### STORED DATA ###

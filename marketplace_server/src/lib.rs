//! # Marketplace server
//! This crate hosts the HTTP server for the marketplace. It is responsible for:
//! * Exposing the engine's order, checkout, refund, store, wallet and messaging APIs as JSON endpoints.
//! * Receiving Stripe webhooks and recording the payments they confirm.
//! * Providing the Stripe payment processor and the IP geolocation lookup that the engine calls out to.
//! * Optionally posting order, refund and withdrawal updates to a notification webhook.
//!
//! ## Configuration
//! The server is configured via environment variables. See [config](config/index.html) for more information.
//!
//! ## Routes
//! * `/health`: A health check route that returns a 200 OK response.
//! * `/api/...`: The marketplace API. See [routes](routes/index.html).
//! * `/webhooks/stripe`: Stripe webhook deliveries. Requests must carry a valid `Stripe-Signature` header.

pub mod cli;
pub mod config;
pub mod data_objects;
pub mod errors;
pub mod helpers;
pub mod integrations;
pub mod middleware;
pub mod routes;
pub mod server;

#[cfg(test)]
mod endpoint_tests;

###

*WHAT IS REQUIRED*
Only one span of lines is wanted: the line with "Stripe webhook deliveries." and every line after it to the end of the entries, output exactly.

*SOLUTION*
//! * `/webhooks/stripe`: Stripe webhook deliveries. Requests must carry a valid `Stripe-Signature` header.

pub mod cli;
pub mod config;
pub mod data_objects;
pub mod errors;
pub mod helpers;
pub mod integrations;
pub mod middleware;
pub mod routes;
pub mod server;

#[cfg(test)]
mod endpoint_tests;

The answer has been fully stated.